WHAT IS NEEDED: All lines in the records below that hold "category" are to be shown.

Items from a data source:

□ □ □

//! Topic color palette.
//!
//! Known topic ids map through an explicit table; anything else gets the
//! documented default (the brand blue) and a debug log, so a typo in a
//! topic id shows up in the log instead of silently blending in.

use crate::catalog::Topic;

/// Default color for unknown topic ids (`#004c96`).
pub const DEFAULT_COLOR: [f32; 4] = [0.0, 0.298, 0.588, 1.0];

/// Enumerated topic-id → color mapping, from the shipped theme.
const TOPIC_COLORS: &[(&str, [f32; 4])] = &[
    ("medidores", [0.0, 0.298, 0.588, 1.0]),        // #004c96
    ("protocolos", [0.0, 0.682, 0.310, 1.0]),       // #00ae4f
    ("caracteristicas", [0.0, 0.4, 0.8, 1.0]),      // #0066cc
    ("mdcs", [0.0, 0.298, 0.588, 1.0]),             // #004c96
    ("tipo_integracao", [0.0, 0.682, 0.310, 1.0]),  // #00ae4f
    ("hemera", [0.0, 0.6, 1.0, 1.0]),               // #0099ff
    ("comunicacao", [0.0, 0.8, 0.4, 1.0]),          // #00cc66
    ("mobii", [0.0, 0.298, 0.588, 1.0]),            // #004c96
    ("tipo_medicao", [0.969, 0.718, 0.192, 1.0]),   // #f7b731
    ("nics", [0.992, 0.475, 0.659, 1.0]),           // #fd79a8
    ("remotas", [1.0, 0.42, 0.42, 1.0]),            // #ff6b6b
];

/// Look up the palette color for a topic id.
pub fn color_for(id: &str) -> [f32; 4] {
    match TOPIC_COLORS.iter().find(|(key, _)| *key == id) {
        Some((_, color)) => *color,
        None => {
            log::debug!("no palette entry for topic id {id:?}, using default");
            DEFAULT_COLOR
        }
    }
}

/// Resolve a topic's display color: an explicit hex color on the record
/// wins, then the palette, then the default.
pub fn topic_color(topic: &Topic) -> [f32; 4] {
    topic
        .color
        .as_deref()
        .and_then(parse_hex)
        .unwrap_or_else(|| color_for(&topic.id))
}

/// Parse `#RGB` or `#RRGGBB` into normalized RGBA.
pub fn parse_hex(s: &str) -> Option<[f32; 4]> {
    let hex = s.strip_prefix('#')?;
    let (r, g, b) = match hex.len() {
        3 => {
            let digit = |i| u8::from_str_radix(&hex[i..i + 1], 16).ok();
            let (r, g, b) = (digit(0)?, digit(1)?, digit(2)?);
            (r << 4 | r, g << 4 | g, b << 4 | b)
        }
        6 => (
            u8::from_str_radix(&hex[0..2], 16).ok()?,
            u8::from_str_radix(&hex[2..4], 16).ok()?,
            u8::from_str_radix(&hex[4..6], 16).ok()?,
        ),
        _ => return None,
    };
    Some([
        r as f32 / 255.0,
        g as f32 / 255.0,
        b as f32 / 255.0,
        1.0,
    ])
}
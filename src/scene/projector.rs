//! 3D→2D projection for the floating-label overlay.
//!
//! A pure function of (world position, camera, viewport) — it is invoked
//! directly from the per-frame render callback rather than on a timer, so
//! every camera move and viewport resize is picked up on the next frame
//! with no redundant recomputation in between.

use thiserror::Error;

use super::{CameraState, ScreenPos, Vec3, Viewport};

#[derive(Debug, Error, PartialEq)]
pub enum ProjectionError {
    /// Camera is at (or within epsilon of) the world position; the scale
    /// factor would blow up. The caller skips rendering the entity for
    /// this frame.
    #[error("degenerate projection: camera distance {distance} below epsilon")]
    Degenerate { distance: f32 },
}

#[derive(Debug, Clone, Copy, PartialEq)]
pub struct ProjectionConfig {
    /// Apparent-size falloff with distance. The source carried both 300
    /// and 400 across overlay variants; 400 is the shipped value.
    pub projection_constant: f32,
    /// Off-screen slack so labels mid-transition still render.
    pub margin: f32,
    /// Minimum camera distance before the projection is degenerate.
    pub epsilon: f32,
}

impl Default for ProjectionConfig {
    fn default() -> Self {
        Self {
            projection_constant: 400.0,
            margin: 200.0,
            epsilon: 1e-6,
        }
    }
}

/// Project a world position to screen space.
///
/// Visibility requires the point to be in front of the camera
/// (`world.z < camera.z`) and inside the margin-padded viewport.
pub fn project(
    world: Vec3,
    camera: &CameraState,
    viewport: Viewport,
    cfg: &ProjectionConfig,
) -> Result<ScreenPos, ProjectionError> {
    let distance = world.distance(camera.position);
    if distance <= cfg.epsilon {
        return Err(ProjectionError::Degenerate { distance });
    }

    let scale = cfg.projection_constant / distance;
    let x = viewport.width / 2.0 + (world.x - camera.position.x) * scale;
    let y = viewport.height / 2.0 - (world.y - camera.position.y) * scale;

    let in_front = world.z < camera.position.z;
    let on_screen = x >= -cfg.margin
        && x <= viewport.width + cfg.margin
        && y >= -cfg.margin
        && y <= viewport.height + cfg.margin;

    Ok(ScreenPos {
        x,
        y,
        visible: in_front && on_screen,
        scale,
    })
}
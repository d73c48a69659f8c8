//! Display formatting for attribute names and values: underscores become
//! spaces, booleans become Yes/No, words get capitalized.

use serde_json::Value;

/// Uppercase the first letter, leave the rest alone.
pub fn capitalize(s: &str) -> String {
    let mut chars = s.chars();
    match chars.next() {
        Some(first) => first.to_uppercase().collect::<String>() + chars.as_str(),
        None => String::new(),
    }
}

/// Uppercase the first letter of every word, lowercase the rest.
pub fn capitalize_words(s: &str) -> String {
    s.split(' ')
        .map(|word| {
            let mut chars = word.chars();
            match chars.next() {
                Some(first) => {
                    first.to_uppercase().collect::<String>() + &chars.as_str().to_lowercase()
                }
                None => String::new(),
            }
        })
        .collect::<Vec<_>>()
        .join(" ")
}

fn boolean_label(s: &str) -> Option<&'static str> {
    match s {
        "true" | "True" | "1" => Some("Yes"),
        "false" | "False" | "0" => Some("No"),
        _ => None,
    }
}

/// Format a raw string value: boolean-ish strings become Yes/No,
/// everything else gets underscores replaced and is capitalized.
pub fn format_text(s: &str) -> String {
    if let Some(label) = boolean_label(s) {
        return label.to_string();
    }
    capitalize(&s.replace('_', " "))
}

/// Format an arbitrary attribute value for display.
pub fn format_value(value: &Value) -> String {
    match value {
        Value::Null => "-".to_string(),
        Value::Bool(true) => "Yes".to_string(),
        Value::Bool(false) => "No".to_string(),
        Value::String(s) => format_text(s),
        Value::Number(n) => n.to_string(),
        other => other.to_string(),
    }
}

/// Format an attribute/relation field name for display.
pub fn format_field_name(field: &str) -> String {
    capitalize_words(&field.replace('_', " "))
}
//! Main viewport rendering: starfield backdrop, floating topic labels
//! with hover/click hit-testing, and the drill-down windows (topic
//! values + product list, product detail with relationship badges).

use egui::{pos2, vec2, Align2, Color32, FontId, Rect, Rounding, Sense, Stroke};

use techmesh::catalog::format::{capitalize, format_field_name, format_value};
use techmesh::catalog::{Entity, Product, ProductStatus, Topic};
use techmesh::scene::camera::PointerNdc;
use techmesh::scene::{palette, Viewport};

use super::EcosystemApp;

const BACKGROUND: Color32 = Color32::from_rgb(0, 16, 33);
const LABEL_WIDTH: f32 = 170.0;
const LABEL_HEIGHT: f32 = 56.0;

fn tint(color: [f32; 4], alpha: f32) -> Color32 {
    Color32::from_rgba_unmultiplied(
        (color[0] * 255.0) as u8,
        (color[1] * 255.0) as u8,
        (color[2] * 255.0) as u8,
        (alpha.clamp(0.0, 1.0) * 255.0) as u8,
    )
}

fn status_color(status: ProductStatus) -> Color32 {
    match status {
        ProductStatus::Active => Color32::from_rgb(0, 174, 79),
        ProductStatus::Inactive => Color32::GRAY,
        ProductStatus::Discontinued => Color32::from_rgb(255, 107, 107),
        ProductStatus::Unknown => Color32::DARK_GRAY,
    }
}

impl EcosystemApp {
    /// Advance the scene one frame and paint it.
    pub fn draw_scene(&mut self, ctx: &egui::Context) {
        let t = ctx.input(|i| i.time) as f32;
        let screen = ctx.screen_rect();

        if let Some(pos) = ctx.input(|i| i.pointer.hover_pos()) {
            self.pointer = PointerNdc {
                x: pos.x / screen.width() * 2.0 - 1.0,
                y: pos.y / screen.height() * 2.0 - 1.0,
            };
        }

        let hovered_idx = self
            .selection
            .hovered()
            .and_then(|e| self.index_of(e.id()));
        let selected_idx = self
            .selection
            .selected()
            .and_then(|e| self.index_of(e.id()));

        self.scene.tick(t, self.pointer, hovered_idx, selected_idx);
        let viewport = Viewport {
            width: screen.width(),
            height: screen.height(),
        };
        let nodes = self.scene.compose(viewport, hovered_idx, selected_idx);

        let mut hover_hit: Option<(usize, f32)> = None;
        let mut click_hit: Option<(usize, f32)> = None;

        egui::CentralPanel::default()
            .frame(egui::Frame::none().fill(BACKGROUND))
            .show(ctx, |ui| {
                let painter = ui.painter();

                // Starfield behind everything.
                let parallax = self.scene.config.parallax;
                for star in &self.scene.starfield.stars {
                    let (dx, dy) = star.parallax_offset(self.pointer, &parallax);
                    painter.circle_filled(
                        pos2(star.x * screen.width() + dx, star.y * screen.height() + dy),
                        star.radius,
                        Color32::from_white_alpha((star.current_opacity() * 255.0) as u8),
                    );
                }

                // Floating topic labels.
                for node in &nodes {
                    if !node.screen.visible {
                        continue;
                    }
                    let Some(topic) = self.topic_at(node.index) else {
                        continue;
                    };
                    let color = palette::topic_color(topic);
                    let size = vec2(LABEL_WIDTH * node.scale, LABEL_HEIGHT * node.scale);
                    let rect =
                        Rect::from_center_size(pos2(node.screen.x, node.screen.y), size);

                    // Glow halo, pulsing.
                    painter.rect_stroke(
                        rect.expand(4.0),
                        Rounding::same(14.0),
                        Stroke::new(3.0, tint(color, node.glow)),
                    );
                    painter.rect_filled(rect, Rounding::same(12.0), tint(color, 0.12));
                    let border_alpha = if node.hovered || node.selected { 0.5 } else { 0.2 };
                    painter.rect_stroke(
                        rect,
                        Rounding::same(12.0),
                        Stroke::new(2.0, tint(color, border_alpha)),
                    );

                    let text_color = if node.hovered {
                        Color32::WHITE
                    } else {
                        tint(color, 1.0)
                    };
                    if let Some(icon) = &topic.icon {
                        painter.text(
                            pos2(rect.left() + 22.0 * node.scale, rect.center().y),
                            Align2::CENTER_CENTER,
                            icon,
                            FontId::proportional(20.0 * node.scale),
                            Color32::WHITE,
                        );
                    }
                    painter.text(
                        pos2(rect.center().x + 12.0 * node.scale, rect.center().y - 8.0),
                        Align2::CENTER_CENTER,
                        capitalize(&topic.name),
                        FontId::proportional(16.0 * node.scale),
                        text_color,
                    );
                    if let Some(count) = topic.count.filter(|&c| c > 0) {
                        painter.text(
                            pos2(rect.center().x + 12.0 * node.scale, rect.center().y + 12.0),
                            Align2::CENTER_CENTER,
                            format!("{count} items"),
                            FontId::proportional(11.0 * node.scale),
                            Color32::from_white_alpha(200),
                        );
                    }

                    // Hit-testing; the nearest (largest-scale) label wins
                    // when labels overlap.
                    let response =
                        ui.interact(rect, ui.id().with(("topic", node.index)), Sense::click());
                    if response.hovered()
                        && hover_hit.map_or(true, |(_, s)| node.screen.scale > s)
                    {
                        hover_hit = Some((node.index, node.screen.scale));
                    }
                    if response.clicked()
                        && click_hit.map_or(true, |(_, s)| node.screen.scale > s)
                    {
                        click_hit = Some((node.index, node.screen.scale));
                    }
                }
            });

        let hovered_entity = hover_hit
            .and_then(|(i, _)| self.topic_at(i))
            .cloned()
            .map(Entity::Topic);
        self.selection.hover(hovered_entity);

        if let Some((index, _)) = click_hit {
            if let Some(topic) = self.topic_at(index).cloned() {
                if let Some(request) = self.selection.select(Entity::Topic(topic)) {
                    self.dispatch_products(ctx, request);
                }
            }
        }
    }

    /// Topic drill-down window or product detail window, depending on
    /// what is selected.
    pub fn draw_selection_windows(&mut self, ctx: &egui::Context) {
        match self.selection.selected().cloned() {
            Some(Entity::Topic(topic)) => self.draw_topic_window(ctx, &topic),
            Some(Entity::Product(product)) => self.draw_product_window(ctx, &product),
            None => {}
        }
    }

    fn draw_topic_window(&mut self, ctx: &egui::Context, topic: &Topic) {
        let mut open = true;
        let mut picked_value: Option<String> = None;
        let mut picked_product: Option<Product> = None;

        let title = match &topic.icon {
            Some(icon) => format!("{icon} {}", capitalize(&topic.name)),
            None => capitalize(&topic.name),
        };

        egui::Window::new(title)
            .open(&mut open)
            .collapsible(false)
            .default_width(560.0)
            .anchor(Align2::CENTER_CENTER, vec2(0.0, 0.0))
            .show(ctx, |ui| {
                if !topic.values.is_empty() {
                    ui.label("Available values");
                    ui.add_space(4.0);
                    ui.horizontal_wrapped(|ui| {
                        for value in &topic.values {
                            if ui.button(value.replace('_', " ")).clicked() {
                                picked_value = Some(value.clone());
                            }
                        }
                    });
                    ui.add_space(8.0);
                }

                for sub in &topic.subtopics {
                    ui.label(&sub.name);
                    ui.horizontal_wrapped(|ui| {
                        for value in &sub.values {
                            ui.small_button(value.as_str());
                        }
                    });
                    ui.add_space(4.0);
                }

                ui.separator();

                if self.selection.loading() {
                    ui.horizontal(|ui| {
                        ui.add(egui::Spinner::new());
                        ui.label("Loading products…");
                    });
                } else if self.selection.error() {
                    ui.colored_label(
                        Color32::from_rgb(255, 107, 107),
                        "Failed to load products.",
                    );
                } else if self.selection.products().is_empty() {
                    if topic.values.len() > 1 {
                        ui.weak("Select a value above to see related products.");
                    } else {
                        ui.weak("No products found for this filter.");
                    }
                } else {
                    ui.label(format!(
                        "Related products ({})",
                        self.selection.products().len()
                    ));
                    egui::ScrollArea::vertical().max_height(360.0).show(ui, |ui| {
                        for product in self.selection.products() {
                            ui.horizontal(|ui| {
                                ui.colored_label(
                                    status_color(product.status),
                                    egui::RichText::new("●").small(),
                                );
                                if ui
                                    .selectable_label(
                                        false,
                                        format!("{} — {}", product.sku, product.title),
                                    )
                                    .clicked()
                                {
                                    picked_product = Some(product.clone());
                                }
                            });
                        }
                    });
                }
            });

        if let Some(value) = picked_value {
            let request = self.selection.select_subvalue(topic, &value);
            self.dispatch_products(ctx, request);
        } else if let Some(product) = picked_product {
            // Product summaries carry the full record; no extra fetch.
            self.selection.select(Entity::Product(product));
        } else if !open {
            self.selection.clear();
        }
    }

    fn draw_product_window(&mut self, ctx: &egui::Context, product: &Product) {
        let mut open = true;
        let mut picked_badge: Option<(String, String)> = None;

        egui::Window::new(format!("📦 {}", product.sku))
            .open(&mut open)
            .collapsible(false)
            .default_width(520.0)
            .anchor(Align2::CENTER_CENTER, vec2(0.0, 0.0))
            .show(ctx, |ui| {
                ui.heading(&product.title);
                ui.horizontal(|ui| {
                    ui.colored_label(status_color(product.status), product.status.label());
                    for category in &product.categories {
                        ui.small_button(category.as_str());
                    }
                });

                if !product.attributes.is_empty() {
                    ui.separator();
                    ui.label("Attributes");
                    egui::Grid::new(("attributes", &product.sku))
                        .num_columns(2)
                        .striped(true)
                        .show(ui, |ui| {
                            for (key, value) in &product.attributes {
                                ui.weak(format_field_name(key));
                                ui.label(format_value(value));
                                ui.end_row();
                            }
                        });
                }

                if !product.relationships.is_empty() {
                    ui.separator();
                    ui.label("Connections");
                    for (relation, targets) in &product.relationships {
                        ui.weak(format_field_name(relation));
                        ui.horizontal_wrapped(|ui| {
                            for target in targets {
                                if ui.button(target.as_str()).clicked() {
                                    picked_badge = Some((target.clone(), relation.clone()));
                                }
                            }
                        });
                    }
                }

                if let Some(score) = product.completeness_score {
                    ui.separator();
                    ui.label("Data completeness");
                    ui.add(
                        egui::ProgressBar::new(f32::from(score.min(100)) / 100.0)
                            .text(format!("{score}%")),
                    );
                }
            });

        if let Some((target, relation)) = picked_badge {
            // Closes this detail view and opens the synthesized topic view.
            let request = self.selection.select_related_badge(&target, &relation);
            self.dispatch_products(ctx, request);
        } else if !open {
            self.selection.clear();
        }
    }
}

□ □ □

ANSWER:
                    for category in &product.categories {
                        ui.small_button(category.as_str());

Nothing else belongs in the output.